デュラハンの畏怖のオーラにやられている人達には、彼女達は救世主に見えたのかもしれない。
「ヴァン、そのオーラを引っ込めなさい!」
神官様は、めちゃくちゃ怒ってる。
僕は、加護を弱めてくれって言ったんだ。だけどデュラハンが、このままの方がいいって……。
えっ? 引っ込めた!?
僕の姿が、元に戻る。
すると、神官様は、片眉をあげた。こ、これは、めちゃくちゃ怒ってる眉だ。やばい。どうしよう。
「神官様、あの、僕……」
どうしよう。何をどう言っても、つまらない言い訳だ。
そもそも、僕がデュラハンの加護を使って、貴族や商人を黙らせようとした事実は、変わらない。
彼女は、そんな僕の気持ちをわかっているのか、大きなため息をついた。
「神官様じゃないわよ。貴方も神官でしょ。もっと自覚を持ちなさい!」
ピシャリと叱られ、僕は完全に反論すべき言葉を奪われた。そうだ、神官下級のスキルを得たんだ。僕は……。
思わず、しょんぼりしてしまったのだと思う。
彼女は、そんな僕から、拡声の魔道具を奪った。
「皆様、私の夫が失礼いたしました。レモネ家の皆様、レモネ家に関わりのある皆様、本日は、おめでとうございます。この町の教会の神官、フラン・ドゥ・アウスレーゼです。大変遅くなり申し訳ございません」
凛としたよく通る声だ。彼女は神官の顔をしている。気高く美しい。僕は、少し頬が熱くなるのを感じた。照れなのか羞恥なのか、その理由はわからない。

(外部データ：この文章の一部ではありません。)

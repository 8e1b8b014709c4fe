//! Domain layer for the invitation service.
//!
//! This crate contains:
//! - Domain models (Invitation, MediaServer, Account, Identity)
//! - The backend capability contract and registry
//! - The store contract and an in-memory implementation
//! - The redemption engine and its components

pub mod models;
pub mod services;
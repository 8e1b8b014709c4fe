//! Per-client rate limiting for the redemption routes.
//!
//! Clients are keyed by the first `X-Forwarded-For` hop, then `X-Real-IP`,
//! then the peer address when the server was started with connect info.

use axum::{
    body::Body,
    extract::{ConnectInfo, State},
    http::{header, HeaderMap, Request, StatusCode},
    middleware::Next,
    response::{IntoResponse, Response},
    Json,
};
use governor::{
    clock::{Clock, DefaultClock},
    state::keyed::DefaultKeyedStateStore,
    Quota, RateLimiter,
};
use serde_json::json;
use std::{net::SocketAddr, num::NonZeroU32};

use crate::app::AppState;

type ClientRateLimiter = RateLimiter<String, DefaultKeyedStateStore<String>, DefaultClock>;

/// Shared keyed limiter.
pub struct RateLimiterState {
    limiter: ClientRateLimiter,
    rate_limit_per_minute: u32,
}

impl RateLimiterState {
    /// Returns `None` when limiting is disabled (a limit of 0).
    pub fn new(rate_limit_per_minute: u32) -> Option<Self> {
        let per_minute = NonZeroU32::new(rate_limit_per_minute)?;
        Some(Self {
            limiter: RateLimiter::keyed(Quota::per_minute(per_minute)),
            rate_limit_per_minute,
        })
    }

    pub fn rate_limit_per_minute(&self) -> u32 {
        self.rate_limit_per_minute
    }

    /// Ok if the client may proceed, otherwise the seconds to wait.
    pub fn check(&self, client: &str) -> Result<(), u64> {
        self.limiter.check_key(&client.to_string()).map_err(|not_until| {
            not_until
                .wait_time_from(DefaultClock::default().now())
                .as_secs()
                .max(1)
        })
    }

    /// Drop state for clients whose quota has fully replenished.
    pub fn retain_recent(&self) {
        self.limiter.retain_recent();
    }
}

impl std::fmt::Debug for RateLimiterState {
    fn fmt(&self, f: &mut std::fmt::Formatter<'_>) -> std::fmt::Result {
        f.debug_struct("RateLimiterState")
            .field("rate_limit_per_minute", &self.rate_limit_per_minute)
            .field("tracked_clients", &self.limiter.len())
            .finish()
    }
}

pub async fn rate_limit_middleware(
    State(state): State<AppState>,
    req: Request<Body>,
    next: Next,
) -> Response {
    let Some(limiter) = state.rate_limiter.as_ref() else {
        return next.run(req).await;
    };

    let peer = req
        .extensions()
        .get::<ConnectInfo<SocketAddr>>()
        .map(|ConnectInfo(addr)| *addr);
    let client = client_key(req.headers(), peer);

    if let Err(retry_after) = limiter.check(&client) {
        tracing::warn!(client = %client, retry_after = retry_after, "Rate limit exceeded");
        return rate_limited_response(limiter.rate_limit_per_minute(), retry_after);
    }

    next.run(req).await
}

fn client_key(headers: &HeaderMap, peer: Option<SocketAddr>) -> String {
    let forwarded = headers
        .get("x-forwarded-for")
        .and_then(|v| v.to_str().ok())
        .and_then(|v| v.split(',').next())
        .map(str::trim)
        .filter(|v| !v.is_empty());
    let real_ip = headers
        .get("x-real-ip")
        .and_then(|v| v.to_str().ok())
        .map(str::trim)
        .filter(|v| !v.is_empty());

    forwarded
        .or(real_ip)
        .map(str::to_string)
        .or_else(|| peer.map(|addr| addr.ip().to_string()))
        .unwrap_or_else(|| "unknown".to_string())
}

fn rate_limited_response(limit: u32, retry_after: u64) -> Response {
    let body = json!({
        "error": "rate_limited",
        "message": format!("Rate limit of {} requests/minute exceeded", limit),
        "retry_after": retry_after
    });

    let mut response = (StatusCode::TOO_MANY_REQUESTS, Json(body)).into_response();
    response
        .headers_mut()
        .insert(header::RETRY_AFTER, header::HeaderValue::from(retry_after));
    response
}
//! Plex client.
//!
//! Plex accounts are owned by plex.tv, so redemption shares the server with
//! the account behind the user's delegated token instead of creating a user.
//! Library external ids for Plex servers are the section keys reported by
//! the server.

use reqwest::{Client, RequestBuilder, Response, StatusCode};
use serde::{Deserialize, Serialize};
use std::collections::BTreeMap;
use std::sync::Arc;
use tracing::instrument;

use domain::models::MediaServer;
use domain::services::{
    BackendConnector, BackendError, ConnectionStatus, MediaBackend, ProvisionOutcome,
    ProvisionRequest, RemoteAccount, TokenProvisionRequest,
};

use super::{http_error, rejection_message};

pub const PLEX_TV_URL: &str = "https://plex.tv";

/// Identity sent with every request to Plex.
#[derive(Debug, Clone)]
pub struct PlexClientInfo {
    pub product: String,
    pub client_identifier: String,
}

pub struct PlexConnector {
    http: Client,
    plex_tv_url: String,
    info: PlexClientInfo,
    timeout_secs: u64,
}

impl PlexConnector {
    pub fn new(http: Client, info: PlexClientInfo, timeout_secs: u64) -> Self {
        Self {
            http,
            plex_tv_url: PLEX_TV_URL.to_string(),
            info,
            timeout_secs,
        }
    }

    pub fn with_plex_tv_url(mut self, url: &str) -> Self {
        self.plex_tv_url = url.trim_end_matches('/').to_string();
        self
    }
}

impl BackendConnector for PlexConnector {
    fn connect(&self, server: &MediaServer) -> Result<Arc<dyn MediaBackend>, BackendError> {
        let admin_token = server
            .api_key
            .clone()
            .filter(|k| !k.trim().is_empty())
            .ok_or(BackendError::MissingCredential)?;
        Ok(Arc::new(PlexClient {
            http: self.http.clone(),
            server_url: server.url.trim_end_matches('/').to_string(),
            plex_tv_url: self.plex_tv_url.clone(),
            admin_token,
            info: self.info.clone(),
            timeout_secs: self.timeout_secs,
        }))
    }
}

pub struct PlexClient {
    http: Client,
    server_url: String,
    plex_tv_url: String,
    admin_token: String,
    info: PlexClientInfo,
    timeout_secs: u64,
}

#[derive(Debug, Deserialize)]
struct PlexUser {
    id: u64,
    #[serde(default)]
    username: Option<String>,
    #[serde(default)]
    email: Option<String>,
}

#[derive(Debug, Deserialize)]
#[serde(rename_all = "camelCase")]
struct IdentityContainer {
    #[serde(rename = "MediaContainer")]
    media_container: Identity,
}

#[derive(Debug, Deserialize)]
#[serde(rename_all = "camelCase")]
struct Identity {
    machine_identifier: String,
}

#[derive(Debug, Deserialize)]
struct SectionsContainer {
    #[serde(rename = "MediaContainer")]
    media_container: Sections,
}

#[derive(Debug, Deserialize)]
struct Sections {
    #[serde(rename = "Directory", default)]
    directory: Vec<Section>,
}

#[derive(Debug, Deserialize)]
struct Section {
    key: String,
    title: String,
}

#[derive(Debug, Serialize)]
#[serde(rename_all = "camelCase")]
struct ShareRequest<'a> {
    machine_identifier: &'a str,
    library_section_ids: Vec<u64>,
    invited_id: u64,
    settings: ShareSettings,
}

#[derive(Debug, Serialize)]
#[serde(rename_all = "camelCase")]
struct ShareSettings {
    allow_sync: bool,
    allow_channels: bool,
}

#[derive(Debug, Deserialize)]
struct SharedServer {
    id: u64,
}

impl PlexClient {
    fn request(&self, builder: RequestBuilder, token: &str) -> RequestBuilder {
        builder
            .header("Accept", "application/json")
            .header("X-Plex-Product", &self.info.product)
            .header("X-Plex-Client-Identifier", &self.info.client_identifier)
            .header("X-Plex-Token", token)
    }

    fn map_err(&self, err: reqwest::Error) -> BackendError {
        http_error(err, self.timeout_secs)
    }

    async fn send(&self, builder: RequestBuilder, token: &str) -> Result<Response, BackendError> {
        self.request(builder, token)
            .send()
            .await
            .map_err(|e| self.map_err(e))
    }

    async fn token_owner(&self, user_token: &str) -> Result<Option<PlexUser>, BackendError> {
        let url = format!("{}/api/v2/user", self.plex_tv_url);
        let response = self.send(self.http.get(url), user_token).await?;
        if response.status() == StatusCode::UNAUTHORIZED {
            return Ok(None);
        }
        let user = expect_json(response).await?;
        Ok(Some(user))
    }

    async fn machine_identifier(&self) -> Result<String, BackendError> {
        let url = format!("{}/identity", self.server_url);
        let response = self.send(self.http.get(url), &self.admin_token).await?;
        let identity: IdentityContainer = expect_json(response).await?;
        Ok(identity.media_container.machine_identifier)
    }

    async fn accept_share(&self, share_id: u64, user_token: &str) {
        let url = format!("{}/api/v2/shared_servers/{}/accept", self.plex_tv_url, share_id);
        match self.send(self.http.post(url), user_token).await {
            Ok(response) if response.status().is_success() => {}
            Ok(response) => tracing::warn!(
                share_id = share_id,
                status = %response.status(),
                "Plex share created but could not be accepted automatically"
            ),
            Err(err) => tracing::warn!(
                share_id = share_id,
                error = %err,
                "Plex share created but could not be accepted automatically"
            ),
        }
    }
}

#[async_trait::async_trait]
impl MediaBackend for PlexClient {
    async fn provision(&self, _request: &ProvisionRequest) -> Result<ProvisionOutcome, BackendError> {
        Err(BackendError::Unsupported("plex"))
    }

    #[instrument(skip(self, request), fields(server = %self.server_url))]
    async fn provision_with_token(
        &self,
        request: &TokenProvisionRequest,
    ) -> Result<ProvisionOutcome, BackendError> {
        let Some(user) = self.token_owner(&request.token).await? else {
            return Ok(ProvisionOutcome::rejected("Plex sign-in is no longer valid"));
        };

        let machine_identifier = self.machine_identifier().await?;
        let body = ShareRequest {
            machine_identifier: &machine_identifier,
            library_section_ids: section_ids(&request.libraries),
            invited_id: user.id,
            settings: ShareSettings {
                allow_sync: false,
                allow_channels: false,
            },
        };

        let url = format!("{}/api/v2/shared_servers", self.plex_tv_url);
        let response = self
            .send(self.http.post(url).json(&body), &self.admin_token)
            .await?;

        let status = response.status();
        if status == StatusCode::CONFLICT || status == StatusCode::UNPROCESSABLE_ENTITY {
            return Ok(ProvisionOutcome::rejected(
                "This Plex account already has access to the server",
            ));
        }
        if !status.is_success() {
            let text = response.text().await.unwrap_or_default();
            return Ok(ProvisionOutcome::rejected(rejection_message(status, &text)));
        }

        let share: SharedServer = response
            .json()
            .await
            .map_err(|e| BackendError::InvalidResponse(e.to_string()))?;
        self.accept_share(share.id, &request.token).await;

        tracing::debug!(plex_user_id = user.id, share_id = share.id, "Server shared");
        Ok(ProvisionOutcome::created(
            "Server shared with your Plex account",
            RemoteAccount {
                remote_id: Some(user.id.to_string()),
                username: user.username,
                email: user.email,
            },
        ))
    }

    async fn list_libraries(&self) -> Result<BTreeMap<String, String>, BackendError> {
        let url = format!("{}/library/sections", self.server_url);
        let response = self.send(self.http.get(url), &self.admin_token).await?;
        let sections: SectionsContainer = expect_json(response).await?;
        Ok(sections
            .media_container
            .directory
            .into_iter()
            .map(|s| (s.key, s.title))
            .collect())
    }

    async fn validate_connection(&self) -> ConnectionStatus {
        match self.machine_identifier().await {
            Ok(machine_identifier) => ConnectionStatus {
                ok: true,
                message: format!("Connected to Plex server {}", machine_identifier),
            },
            Err(err) => ConnectionStatus {
                ok: false,
                message: err.to_string(),
            },
        }
    }
}

async fn expect_json<T: serde::de::DeserializeOwned>(response: Response) -> Result<T, BackendError> {
    let status = response.status();
    if !status.is_success() {
        let text = response.text().await.unwrap_or_default();
        return Err(BackendError::InvalidResponse(rejection_message(status, &text)));
    }
    response
        .json()
        .await
        .map_err(|e| BackendError::InvalidResponse(e.to_string()))
}

/// Plex section keys are numeric; anything else cannot be shared.
fn section_ids(libraries: &[String]) -> Vec<u64> {
    libraries
        .iter()
        .filter_map(|id| match id.trim().parse() {
            Ok(id) => Some(id),
            Err(_) => {
                tracing::warn!(library = %id, "Ignoring non-numeric Plex library id");
                None
            }
        })
        .collect()
}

一方で、会場内は、一気に騒然とした。さっきまでの騒がしさとは違う。なんだか異様なザワつきだ、
彼女は、やわらかな笑みを浮かべ、そんな人々に優しい視線を向けている。
次第に、彼女の話を聞こうと、静かになってくる。僕とは、真逆だ。僕は、恐怖心で黙らせたんだ。
器の違いを強く感じる。
恥ずかしい……穴があったら入りたい。
「フランちゃん、いま、夫と言ったかい?」
「おい、そんな呼び方は失礼だろう。彼女は、この町の治安を任された新たな神官家の当主だ」
「新たに独立した神官家は、星の数ほどあるじゃないか。下級貴族と同じだ」
「いや、ドゥ家は、王宮から、新たな役割を得たと聞くが……」
貴族や商人は、彼女のことをよく知っているんだな。新たな神官家と自分達の地位の、どちらが上かを気にしているのか。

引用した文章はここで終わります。